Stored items
- Opening Delimiter -
#![allow(unexpected_cfgs)]
//! Common integration testing utilities and generic tests reusable across backends.

use async_trait::async_trait;
use querymap::{
    Entity, IgnoreStrategy, Mapper, PageRequest, ParamValue, Query, RepoError, RepoResult,
    Repository,
};

#[derive(Entity, Clone, Debug, PartialEq)]
#[entity(table = "users")] // consistent across backends
pub struct User {
    #[fetch(id)]
    pub id: Option<i64>,
    pub name: String,
    pub age: i32,
    pub email: Option<String>,
}

/// A user without an id, ready to be inserted.
pub fn new_user(name: &str, age: i32, email: Option<&str>) -> User {
    User {
        id: None,
        name: name.to_string(),
        age,
        email: email.map(str::to_string),
    }
}

/// Expose migration SQL via constants for harnesses.
pub mod migrations {
    pub const LIBSQL_USERS_SQL: &str = include_str!("../migrations/libsql/001_users.sql");
}

#[async_trait]
pub trait RepoFactory {
    /// Construct a clean repository connected to a store with the required schema.
    async fn new_user_repo(&self) -> RepoResult<Box<dyn Repository<User> + Send + Sync>>;
}

/// Generic CRUD roundtrip test.
pub async fn test_crud_roundtrip<F: RepoFactory + Sync>(f: &F) -> RepoResult<()> {
    let repo = f.new_user_repo().await?;

    let created = repo.insert(&new_user("Ann", 30, Some("ann@example.com"))).await?;
    let id = created.id.ok_or(RepoError::NotFound)?;

    let fetched = repo.find_by_id(&id).await?;
    assert_eq!(fetched.as_ref().map(|u| u.name.as_str()), Some("Ann"));

    let mut changed = fetched.ok_or(RepoError::NotFound)?;
    changed.age = 31;
    changed.email = None;
    let updated = repo.update(&changed).await?;
    assert_eq!(updated.age, 31);
    assert_eq!(repo.find_by_id(&id).await?, Some(changed));

    assert!(repo.delete_by_id(&id).await?);
    assert!(!repo.delete_by_id(&id).await?);
    assert_eq!(repo.find_by_id(&id).await?, None);
    Ok(())
}

/// Generic find_by_field test.
pub async fn test_find_by_field<F: RepoFactory + Sync>(f: &F) -> RepoResult<()> {
    let repo = f.new_user_repo().await?;
    repo.insert(&new_user("Bob", 25, Some("bob@example.com"))).await?;
    repo.insert(&new_user("Bea", 25, None)).await?;

    let found = repo
        .find_by_field("email", "bob@example.com".into())
        .await?;
    assert_eq!(found.len(), 1);
    assert_eq!(repo.find_by_field("age", 25.into()).await?.len(), 2);
    assert!(repo.find_by_field("name", "Zed".into()).await?.is_empty());
    Ok(())
}

/// Filtering, ordering, counting and paging through the query wrapper.
pub async fn test_query_wrapper<F: RepoFactory + Sync>(f: &F) -> RepoResult<()> {
    let repo = f.new_user_repo().await?;
    for (name, age, email) in [
        ("Ann", 30, Some("ann@x.org")),
        ("Bob", 25, None),
        ("Cid", 41, Some("cid@y.org")),
        ("Dee", 25, Some("dee@x.org")),
        ("Eve", 19, Some("eve@x.org")),
    ] {
        repo.insert(&new_user(name, age, email)).await?;
    }

    let adults_on_x = Query::new()
        .ge("age", 21)
        .like_left("email", "@x.org")
        .order_by_desc("age");
    let rows = repo.select_list(&adults_on_x).await?;
    let names: Vec<&str> = rows.iter().map(|u| u.name.as_str()).collect();
    assert_eq!(names, ["Ann", "Dee"]);

    let either = Query::new().eq("name", "Cid").or().is_null("email");
    assert_eq!(repo.select_count(&either).await?, 2);

    let window = Query::new().between("age", 20, 40).order_by_asc("name");
    let page = repo.select_page(PageRequest::new(2, 2), &window).await?;
    assert_eq!(page.total, 3);
    assert_eq!(page.pages(), 2);
    assert_eq!(
        page.records.iter().map(|u| u.name.as_str()).collect::<Vec<_>>(),
        ["Dee"]
    );

    assert!(repo.exists(&Query::new().in_list("name", ["Eve", "Zed"])).await?);
    assert!(!repo.exists(&Query::new().in_list("name", Vec::<String>::new())).await?);

    let removed = repo.delete_matching(&Query::new().lt("age", 21)).await?;
    assert_eq!(removed, 1);
    assert_eq!(repo.select_count(&Query::new()).await?, 4);

    let err = repo
        .select_list(&Query::new().eq("nickname", "x"))
        .await
        .unwrap_err();
    assert!(matches!(err, RepoError::UnknownColumn(ref c) if c == "nickname"));
    Ok(())
}

/// `select_one` returns nothing, the single match, or an ambiguity error.
pub async fn test_select_one_contract<F: RepoFactory + Sync>(f: &F) -> RepoResult<()> {
    let repo = f.new_user_repo().await?;
    repo.insert(&new_user("Ann", 30, None)).await?;
    repo.insert(&new_user("Bob", 30, None)).await?;

    assert!(repo.select_one(&Query::new().eq("name", "Zed")).await?.is_none());
    let ann = repo.select_one(&Query::new().eq("name", "Ann")).await?;
    assert_eq!(ann.map(|u| u.age), Some(30));

    let err = repo
        .select_one(&Query::new().eq("age", 30))
        .await
        .unwrap_err();
    assert!(matches!(err, RepoError::TooManyResults { found: 2 }));
    Ok(())
}

/// Full-table deletes need an opt-out, oversized pages return everything and
/// `all_eq_with` can drop null or filtered pairs.
pub async fn test_guards_and_edge_queries<F: RepoFactory + Sync>(f: &F) -> RepoResult<()> {
    let repo = f.new_user_repo().await?;
    repo.insert(&new_user("Ann", 30, None)).await?;
    repo.insert(&new_user("Bob", 25, Some("bob@x.org"))).await?;

    let everything = repo
        .select_page(PageRequest::new(1, usize::MAX), &Query::new().order_by_asc("name"))
        .await?;
    assert_eq!(everything.total, 2);
    assert_eq!(everything.records.len(), 2);
    assert!(!everything.has_next());

    let pairs = || {
        vec![
            ("age", ParamValue::I32(30)),
            ("email", ParamValue::Null),
        ]
    };
    // Nulls become IS NULL by default, or are skipped on request.
    assert_eq!(repo.select_count(&Query::new().all_eq(pairs())).await?, 1);
    let skipped = Query::new().all_eq_with(|_, _| true, pairs(), false);
    assert_eq!(repo.select_count(&skipped).await?, 1);
    let only_email = Query::new().all_eq_with(|col, _| col == "email", pairs(), true);
    assert_eq!(repo.select_list(&only_email).await?.len(), 1);

    let err = repo.delete_matching(&Query::new()).await.unwrap_err();
    assert!(matches!(err, RepoError::BlockAttack));
    assert_eq!(repo.select_count(&Query::new()).await?, 2);

    let wipe = Query::new().ignore(IgnoreStrategy::new().block_attack(true));
    assert_eq!(repo.delete_matching(&wipe).await?, 2);
    assert_eq!(repo.select_count(&Query::new()).await?, 0);
    Ok(())
}

/// The single-entity mapper over a backend: present, absent, greeting.
pub async fn test_mapper_find_by_id<F: RepoFactory + Sync>(f: &F) -> RepoResult<()> {
    let mapper = Mapper::<User, _>::new(f.new_user_repo().await?);
    let ann = mapper
        .repository()
        .insert(&new_user("Ann", 30, None))
        .await?;
    let id = ann.id.ok_or(RepoError::NotFound)?;

    assert_eq!(mapper.find_by_id(id).await?, Some(ann));
    assert_eq!(mapper.find_by_id(id + 1000).await?, None);
    assert_eq!(mapper.hello(), "hello baomidou!");
    Ok(())
}
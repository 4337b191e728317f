#![allow(unexpected_cfgs)]
#![allow(unused_imports)]

use querymap_core::{RepoError, RepoResult, Repository, RowAdapter};
use tests_common::{migrations, User};

#[cfg(feature = "libsql-backend")]
struct UserAdapter;

#[cfg(feature = "libsql-backend")]
impl RowAdapter<User> for UserAdapter {
    type Row = libsql::Row;

    fn from_row(&self, row: &Self::Row) -> RepoResult<User> {
        // Column order follows tests_common::User derived metadata: id, name, age, email
        let id: i64 = row.get(0).map_err(RepoError::mapping)?;
        let name: String = row.get(1).map_err(RepoError::mapping)?;
        let age: i64 = row.get(2).map_err(RepoError::mapping)?;
        let email: Option<String> = row.get(3).map_err(RepoError::mapping)?;
        Ok(User {
            id: Some(id),
            name,
            age: i32::try_from(age).map_err(RepoError::mapping)?,
            email,
        })
    }
}

/// Hands out a fresh database file per repository, all under one temp dir.
#[cfg(feature = "libsql-backend")]
struct LibsqlFactory {
    dir: tempfile::TempDir,
    next: std::sync::atomic::AtomicUsize,
}

#[cfg(feature = "libsql-backend")]
impl LibsqlFactory {
    fn new() -> Self {
        Self {
            dir: tempfile::tempdir().expect("tempdir"),
            next: std::sync::atomic::AtomicUsize::new(0),
        }
    }
}

#[cfg(feature = "libsql-backend")]
#[async_trait::async_trait]
impl tests_common::RepoFactory for LibsqlFactory {
    async fn new_user_repo(&self) -> RepoResult<Box<dyn Repository<User> + Send + Sync>> {
        use querymap_libsql::LibsqlRepository;

        let n = self.next.fetch_add(1, std::sync::atomic::Ordering::SeqCst);
        let path = self.dir.path().join(format!("users_{n}.sqlite3"));
        let url = format!("file:{}?mode=rwc", path.display());
        let repo: LibsqlRepository<User, UserAdapter> =
            LibsqlRepository::from_url(&url, UserAdapter).await?;

        #[allow(deprecated)]
        let db = libsql::Database::open(&url).map_err(RepoError::backend)?;
        let conn = db.connect().map_err(RepoError::backend)?;
        conn.execute(migrations::LIBSQL_USERS_SQL, ())
            .await
            .map_err(RepoError::backend)?;
        Ok(Box::new(repo))
    }
}

#[cfg(feature = "libsql-backend")]
#[tokio::test]
async fn libsql_generic_scenarios() -> RepoResult<()> {
    let f = LibsqlFactory::new();
    tests_common::test_crud_roundtrip(&f).await?;
    tests_common::test_find_by_field(&f).await?;
    tests_common::test_query_wrapper(&f).await?;
    tests_common::test_select_one_contract(&f).await?;
    tests_common::test_guards_and_edge_queries(&f).await?;
    tests_common::test_mapper_find_by_id(&f).await?;
    Ok(())
}

#[cfg(feature = "libsql-backend")]
#[tokio::test]
async fn libsql_null_email_roundtrips() -> RepoResult<()> {
    use querymap_core::Query;
    use tests_common::RepoFactory;

    let f = LibsqlFactory::new();
    let repo = f.new_user_repo().await?;
    let created = repo
        .insert(&tests_common::new_user("Nil", 40, None))
        .await?;
    assert_eq!(created.email, None);
    let found = repo.select_one(&Query::new().is_null("email")).await?;
    assert_eq!(found, Some(created));
    Ok(())
}
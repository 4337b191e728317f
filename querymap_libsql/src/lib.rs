#![forbid(unsafe_code)]
#![allow(unexpected_cfgs)]
#![cfg_attr(
    not(feature = "libsql-backend"),
    doc = "Enable feature `libsql-backend` to use this adapter."
)]

#[cfg(feature = "libsql-backend")]
mod backend {
    use std::marker::PhantomData;
    use std::sync::Arc;
    use std::time::Instant;

    use async_trait::async_trait;
    use libsql::{params, Connection, Database, Row, Value};
    use querymap_core::{
        Fetchable, Identifiable, Insertable, ParamValue, Query, RepoError, RepoResult,
        Repository, RowAdapter, Updatable,
    };

    #[cfg(feature = "tracing")]
    use tracing::info;

    #[inline]
    #[allow(unused_variables)]
    fn obs_record(op: &str, table: &str, start: Instant, rows: usize, success: bool) {
        let elapsed = start.elapsed().as_millis() as u64;
        #[cfg(feature = "tracing")]
        {
            info!(
                backend = "libsql",
                table = table,
                op = op,
                rows = rows,
                elapsed_ms = elapsed,
                success = success,
                "repo op"
            );
        }
        #[cfg(feature = "metrics")]
        {
            metrics::counter!("repo_ops_total", 1, "op" => op.to_string(), "table" => table.to_string(), "success" => success.to_string());
            metrics::histogram!("repo_op_duration_ms", elapsed as f64, "op" => op.to_string(), "table" => table.to_string());
            if !success {
                metrics::counter!("repo_op_errors_total", 1, "op" => op.to_string(), "table" => table.to_string());
            }
        }
    }

    /// Record the outcome of `result` and pass it through.
    pub(crate) fn observed<R>(
        op: &str,
        table: &str,
        start: Instant,
        result: RepoResult<R>,
        rows: impl FnOnce(&R) -> usize,
    ) -> RepoResult<R> {
        match &result {
            Ok(r) => obs_record(op, table, start, rows(r), true),
            Err(_) => obs_record(op, table, start, 0, false),
        }
        result
    }

    // Helper function to convert ParamValue to libsql::Value.
    fn to_libsql_value(p: ParamValue) -> Value {
        match p {
            ParamValue::String(s) => s.into(),
            ParamValue::I32(i) => (i as i64).into(), // libsql uses i64 for integers
            ParamValue::I64(i) => i.into(),
            ParamValue::F64(f) => f.into(),
            ParamValue::Bool(b) => (b as i64).into(), // SQLite bools are 0/1
            ParamValue::Null => Value::Null,
        }
    }

    fn to_libsql_values(params: Vec<ParamValue>) -> Vec<Value> {
        params.into_iter().map(to_libsql_value).collect()
    }

    /// Statements that do not depend on a query, built once per repository.
    struct RepoSql<T> {
        select_by_id: String,
        delete_by_id: String,
        insert: String,
        update_by_id: String,
        _marker: PhantomData<T>,
    }

    impl<T> RepoSql<T>
    where
        T: Fetchable + Identifiable + Insertable + Updatable,
    {
        fn new() -> Self {
            Self {
                select_by_id: querymap_sql_builder::select_by_id::<T>(T::ID_COLUMN),
                delete_by_id: querymap_sql_builder::delete_by_id::<T>(T::ID_COLUMN),
                insert: querymap_sql_builder::insert::<T>(T::ID_COLUMN),
                update_by_id: querymap_sql_builder::update_by_id::<T>(T::ID_COLUMN),
                _marker: PhantomData,
            }
        }
    }

    /// A fully asynchronous, `libsql`-backed repository.
    pub struct LibsqlRepository<T, A>
    where
        T: Identifiable + 'static,
        A: RowAdapter<T> + Send + Sync + 'static,
    {
        db: Arc<Database>,
        /// Optional pinned connection. When set, all operations use it instead
        /// of opening a new one.
        conn: Option<Connection>,
        adapter: A,
        sql: RepoSql<T>,
    }

    impl<T, A> LibsqlRepository<T, A>
    where
        T: Fetchable + Identifiable + Insertable + Updatable + 'static,
        A: RowAdapter<T, Row = Row> + Send + Sync + 'static,
    {
        /// Creates a new repository from an existing `libsql::Database` object.
        pub fn new(db: Arc<Database>, adapter: A) -> Self {
            Self {
                db,
                conn: None,
                adapter,
                sql: RepoSql::new(),
            }
        }

        /// Creates a repository that executes every operation on `conn`.
        /// In-memory databases need this, as each new connection sees an empty database.
        pub fn from_conn(db: Arc<Database>, conn: Connection, adapter: A) -> Self {
            Self {
                db,
                conn: Some(conn),
                adapter,
                sql: RepoSql::new(),
            }
        }

        /// Creates a new repository by opening a local database URL or path.
        pub async fn from_url(database_url: &str, adapter: A) -> RepoResult<Self> {
            // Database::open is deprecated upstream; keep a narrow allow here until Builder migration
            #[allow(deprecated)]
            let db = Arc::new(Database::open(database_url).map_err(RepoError::backend)?);
            Ok(Self::new(db, adapter))
        }

        fn connection(&self) -> RepoResult<Connection> {
            match &self.conn {
                Some(c) => Ok(c.clone()),
                None => self.db.connect().map_err(RepoError::backend),
            }
        }

        async fn query_rows(
            &self,
            conn: &Connection,
            sql: &str,
            params: Vec<Value>,
        ) -> RepoResult<Vec<T>> {
            let mut rows = conn.query(sql, params).await.map_err(RepoError::backend)?;
            let mut entities = Vec::new();
            while let Some(row) = rows.next().await.map_err(RepoError::backend)? {
                entities.push(self.adapter.from_row(&row)?);
            }
            Ok(entities)
        }
    }

    #[async_trait]
    impl<T, A> Repository<T> for LibsqlRepository<T, A>
    where
        T: Fetchable + Identifiable + Insertable + Updatable + Send + Sync + Clone + 'static,
        A: RowAdapter<T, Row = Row> + Send + Sync + 'static,
        T::Key: Clone + Send + Sync + 'static + Into<Value> + serde::de::DeserializeOwned,
    {
        async fn find_by_id(&self, id: &T::Key) -> RepoResult<Option<T>> {
            let start = Instant::now();
            let result: RepoResult<Option<T>> = async {
                let conn = self.connection()?;
                let mut found = self
                    .query_rows(&conn, &self.sql.select_by_id, vec![id.clone().into()])
                    .await?;
                found.truncate(1);
                Ok(found.pop())
            }
            .await;
            observed("find_by_id", T::TABLE, start, result, |found| found.iter().len())
        }

        async fn insert(&self, entity: &T) -> RepoResult<T> {
            let start = Instant::now();
            let result: RepoResult<T> = async {
                let values = to_libsql_values(entity.insert_values());
                let conn = self.connection()?;

                #[cfg(feature = "libsql_returning")]
                let new_id: i64 = {
                    // INSERT ... RETURNING yields the new id as the only column
                    let mut rows = conn
                        .query(&self.sql.insert, values)
                        .await
                        .map_err(RepoError::backend)?;
                    let row = rows
                        .next()
                        .await
                        .map_err(RepoError::backend)?
                        .ok_or_else(|| {
                            RepoError::backend(std::io::Error::new(
                                std::io::ErrorKind::Other,
                                "no row returned from INSERT ... RETURNING",
                            ))
                        })?;
                    row.get(0).map_err(RepoError::backend)?
                };

                #[cfg(not(feature = "libsql_returning"))]
                let new_id: i64 = {
                    conn.execute(&self.sql.insert, values)
                        .await
                        .map_err(RepoError::backend)?;
                    conn.last_insert_rowid()
                };

                let new_key: T::Key = serde_json::from_value(serde_json::Value::from(new_id))
                    .map_err(RepoError::backend)?;

                // Fetch using the same connection to avoid any visibility issues
                let mut rows = conn
                    .query(&self.sql.select_by_id, params!(new_key.into()))
                    .await
                    .map_err(RepoError::backend)?;
                match rows.next().await.map_err(RepoError::backend)? {
                    Some(row) => self.adapter.from_row(&row),
                    None => Err(RepoError::backend(std::io::Error::new(
                        std::io::ErrorKind::Other,
                        "Failed to fetch entity after insert",
                    ))),
                }
            }
            .await;
            observed("insert", T::TABLE, start, result, |_| 1)
        }

        async fn update(&self, entity: &T) -> RepoResult<T> {
            let start = Instant::now();
            let result: RepoResult<T> = async {
                let values = to_libsql_values(entity.update_values());
                let conn = self.connection()?;
                let n = conn
                    .execute(&self.sql.update_by_id, values)
                    .await
                    .map_err(RepoError::backend)?;
                if n == 0 {
                    return Err(RepoError::NotFound);
                }
                Ok(entity.clone())
            }
            .await;
            observed("update", T::TABLE, start, result, |_| 1)
        }

        async fn delete_by_id(&self, id: &T::Key) -> RepoResult<bool> {
            let start = Instant::now();
            let result: RepoResult<u64> = async {
                let conn = self.connection()?;
                conn.execute(&self.sql.delete_by_id, params!(id.clone()))
                    .await
                    .map_err(RepoError::backend)
            }
            .await;
            observed("delete_by_id", T::TABLE, start, result, |n| *n as usize).map(|n| n > 0)
        }

        async fn select_list(&self, query: &Query) -> RepoResult<Vec<T>> {
            let start = Instant::now();
            let result: RepoResult<Vec<T>> = async {
                let (sql, params) = querymap_sql_builder::select_query::<T>(query)?;
                let conn = self.connection()?;
                self.query_rows(&conn, &sql, to_libsql_values(params)).await
            }
            .await;
            observed("select_list", T::TABLE, start, result, Vec::len)
        }

        async fn select_count(&self, query: &Query) -> RepoResult<u64> {
            let start = Instant::now();
            let result: RepoResult<u64> = async {
                let (sql, params) = querymap_sql_builder::count_query::<T>(query)?;
                let conn = self.connection()?;
                let mut rows = conn
                    .query(&sql, to_libsql_values(params))
                    .await
                    .map_err(RepoError::backend)?;
                let count: i64 = match rows.next().await.map_err(RepoError::backend)? {
                    Some(row) => row.get(0).map_err(RepoError::mapping)?,
                    None => 0,
                };
                Ok(count.max(0) as u64)
            }
            .await;
            observed("select_count", T::TABLE, start, result, |_| 1)
        }

        async fn delete_matching(&self, query: &Query) -> RepoResult<u64> {
            let start = Instant::now();
            let result: RepoResult<u64> = async {
                let (sql, params) = querymap_sql_builder::delete_query::<T>(query)?;
                let conn = self.connection()?;
                conn.execute(&sql, to_libsql_values(params))
                    .await
                    .map_err(RepoError::backend)
            }
            .await;
            observed("delete_matching", T::TABLE, start, result, |n| *n as usize)
        }
    }
}
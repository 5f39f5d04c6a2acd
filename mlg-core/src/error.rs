//! Errors in the library.
use std::path::PathBuf;
use thiserror::Error;

/// Errors in the library.
///
/// Every error raised while constructing a [`RunContext`](crate::RunContext) is fatal:
/// there is no partially usable run.
#[derive(Error, Debug)]
pub enum MlgError {
    /// A dotted parameter path does not resolve against the configuration.
    #[error("Parameter path '{path}' does not resolve: {reason}")]
    ConfigPathError {
        /// The dotted path as given.
        path: String,
        /// What was wrong at the failing segment.
        reason: String,
    },

    /// The run directory already exists.
    #[error("Run directory already exists: {0:?}")]
    DirectoryCollision(PathBuf),

    /// A directory of the run layout could not be created.
    #[error("Failed to create directory {path:?}: {source}")]
    DirectoryCreateError {
        /// The directory.
        path: PathBuf,
        /// Underlying error.
        #[source]
        source: std::io::Error,
    },

    /// The configuration could not be converted to or written as structured text.
    #[error("Failed to serialize configuration: {source}")]
    SerializationError {
        /// Destination file, if the failure happened while writing.
        path: Option<PathBuf>,
        /// Underlying error.
        #[source]
        source: serde_json::Error,
    },

    /// A logger sink or a metric recorder could not open its target.
    #[error("Failed to attach sink at {path:?}: {source}")]
    SinkAttachError {
        /// Target of the sink.
        path: PathBuf,
        /// Underlying error.
        #[source]
        source: std::io::Error,
    },

    /// Another logger is already registered for the `log` facade.
    #[error("Failed to install global logger: {0}")]
    GlobalLoggerError(String),

    /// Record key error.
    #[error("Record key error: {0}")]
    RecordKeyError(String),

    /// Record value type error.
    #[error("Record value type error: {0}")]
    RecordValueTypeError(String),
}

impl MlgError {
    pub(crate) fn config_path(path: impl Into<String>, reason: impl Into<String>) -> Self {
        Self::ConfigPathError {
            path: path.into(),
            reason: reason.into(),
        }
    }

    pub(crate) fn sink_attach(path: impl Into<PathBuf>, source: std::io::Error) -> Self {
        Self::SinkAttachError {
            path: path.into(),
            source,
        }
    }
}
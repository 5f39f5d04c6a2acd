use super::format::LineFormat;
use crate::error::MlgError;
use env_logger::{Builder, Logger, Target, WriteStyle};
use log::{LevelFilter, Log, Metadata, Record};
use std::{
    fs::OpenOptions,
    path::{Path, PathBuf},
};

/// Where a sink writes to.
#[derive(Debug, Clone, PartialEq, Eq)]
pub enum SinkTarget {
    /// The standard error stream of the process.
    Stderr,

    /// A file, opened for appending.
    File(PathBuf),
}

/// One destination of an [`EventLogger`](super::EventLogger).
///
/// Rendering and filtering are done by an [`env_logger::Logger`] that owns the
/// stream.
pub(super) struct Sink {
    target: SinkTarget,
    level: LevelFilter,
    logger: Logger,
}

impl Sink {
    pub(super) fn stderr(format: LineFormat, level: LevelFilter) -> Self {
        Self {
            target: SinkTarget::Stderr,
            level,
            logger: build(Target::Stderr, WriteStyle::Auto, format, level),
        }
    }

    pub(super) fn file(path: &Path, format: LineFormat, level: LevelFilter) -> Result<Self, MlgError> {
        let file = OpenOptions::new()
            .create(true)
            .append(true)
            .open(path)
            .map_err(|e| MlgError::sink_attach(path, e))?;

        Ok(Self {
            target: SinkTarget::File(path.to_path_buf()),
            level,
            logger: build(Target::Pipe(Box::new(file)), WriteStyle::Never, format, level),
        })
    }

    pub(super) fn target(&self) -> &SinkTarget {
        &self.target
    }

    pub(super) fn level(&self) -> LevelFilter {
        self.level
    }

    pub(super) fn enabled(&self, metadata: &Metadata) -> bool {
        self.logger.enabled(metadata)
    }

    pub(super) fn log(&self, record: &Record) {
        self.logger.log(record);
    }

    pub(super) fn flush(&self) {
        self.logger.flush();
    }
}

fn build(target: Target, style: WriteStyle, format: LineFormat, level: LevelFilter) -> Logger {
    Builder::new()
        .target(target)
        .write_style(style)
        .filter_level(level)
        .format(move |buf, record| format.render(buf, record))
        .build()
}
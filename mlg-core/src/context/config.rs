//! Configuration of [`RunContext`](super::RunContext).
use crate::config::ParamPath;
use anyhow::Result;
use serde::{Deserialize, Serialize};
use std::{
    fs::File,
    io::{BufReader, Write},
    path::{Path, PathBuf},
};

/// Configuration of [`RunContext`](super::RunContext).
#[derive(Debug, Deserialize, Serialize, PartialEq, Clone)]
#[serde(default)]
pub struct RunConfig {
    /// The directory under which run directories are created.
    pub log_root: PathBuf,

    /// Dotted paths of run arguments embedded in the name of the run directory.
    pub record_param: Option<Vec<String>>,
}

impl Default for RunConfig {
    fn default() -> Self {
        Self {
            log_root: PathBuf::from("logs"),
            record_param: None,
        }
    }
}

impl RunConfig {
    /// Sets the log root.
    pub fn log_root(mut self, log_root: impl Into<PathBuf>) -> Self {
        self.log_root = log_root.into();
        self
    }

    /// Sets the parameters embedded in the name of the run directory, in order.
    pub fn record_param<I, S>(mut self, record_param: I) -> Self
    where
        I: IntoIterator<Item = S>,
        S: Into<String>,
    {
        self.record_param = Some(record_param.into_iter().map(Into::into).collect());
        self
    }

    /// Parsed [`RunConfig::record_param`].
    pub fn param_paths(&self) -> Option<Vec<ParamPath>> {
        self.record_param
            .as_ref()
            .map(|ps| ps.iter().map(|p| ParamPath::parse(p)).collect())
    }

    /// Constructs [`RunConfig`] from YAML file.
    pub fn load(path: impl AsRef<Path>) -> Result<Self> {
        let file = File::open(path)?;
        let rdr = BufReader::new(file);
        let b = serde_yaml::from_reader(rdr)?;
        Ok(b)
    }

    /// Saves [`RunConfig`].
    pub fn save(&self, path: impl AsRef<Path>) -> Result<()> {
        let mut file = File::create(path)?;
        file.write_all(serde_yaml::to_string(&self)?.as_bytes())?;
        Ok(())
    }
}

#[cfg(test)]
mod tests {
    use super::*;
    use tempdir::TempDir;

    #[test]
    fn test_serde_run_config() -> Result<()> {
        let config = RunConfig::default()
            .log_root("runs/atari")
            .record_param(["agent.lr", "env.name"]);

        let dir = TempDir::new("run_config")?;
        let path = dir.path().join("run_config.yaml");
        config.save(&path)?;
        assert_eq!(RunConfig::load(&path)?, config);
        Ok(())
    }

    #[test]
    fn test_partial_yaml() -> Result<()> {
        let dir = TempDir::new("run_config")?;
        let path = dir.path().join("run_config.yaml");
        std::fs::write(&path, "record_param:\n  - model.lr\n")?;

        let config = RunConfig::load(&path)?;
        assert_eq!(config.log_root, PathBuf::from("logs"));
        assert_eq!(config.param_paths(), Some(vec![ParamPath::parse("model.lr")]));
        Ok(())
    }
}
- Closing Delimiter -
Which lines of the records above contain the word "elapsed"? Report each one in full.

> [Response]:
        let elapsed = start.elapsed().as_millis() as u64;
                elapsed_ms = elapsed,
            metrics::histogram!("repo_op_duration_ms", elapsed as f64, "op" => op.to_string(), "table" => table.to_string());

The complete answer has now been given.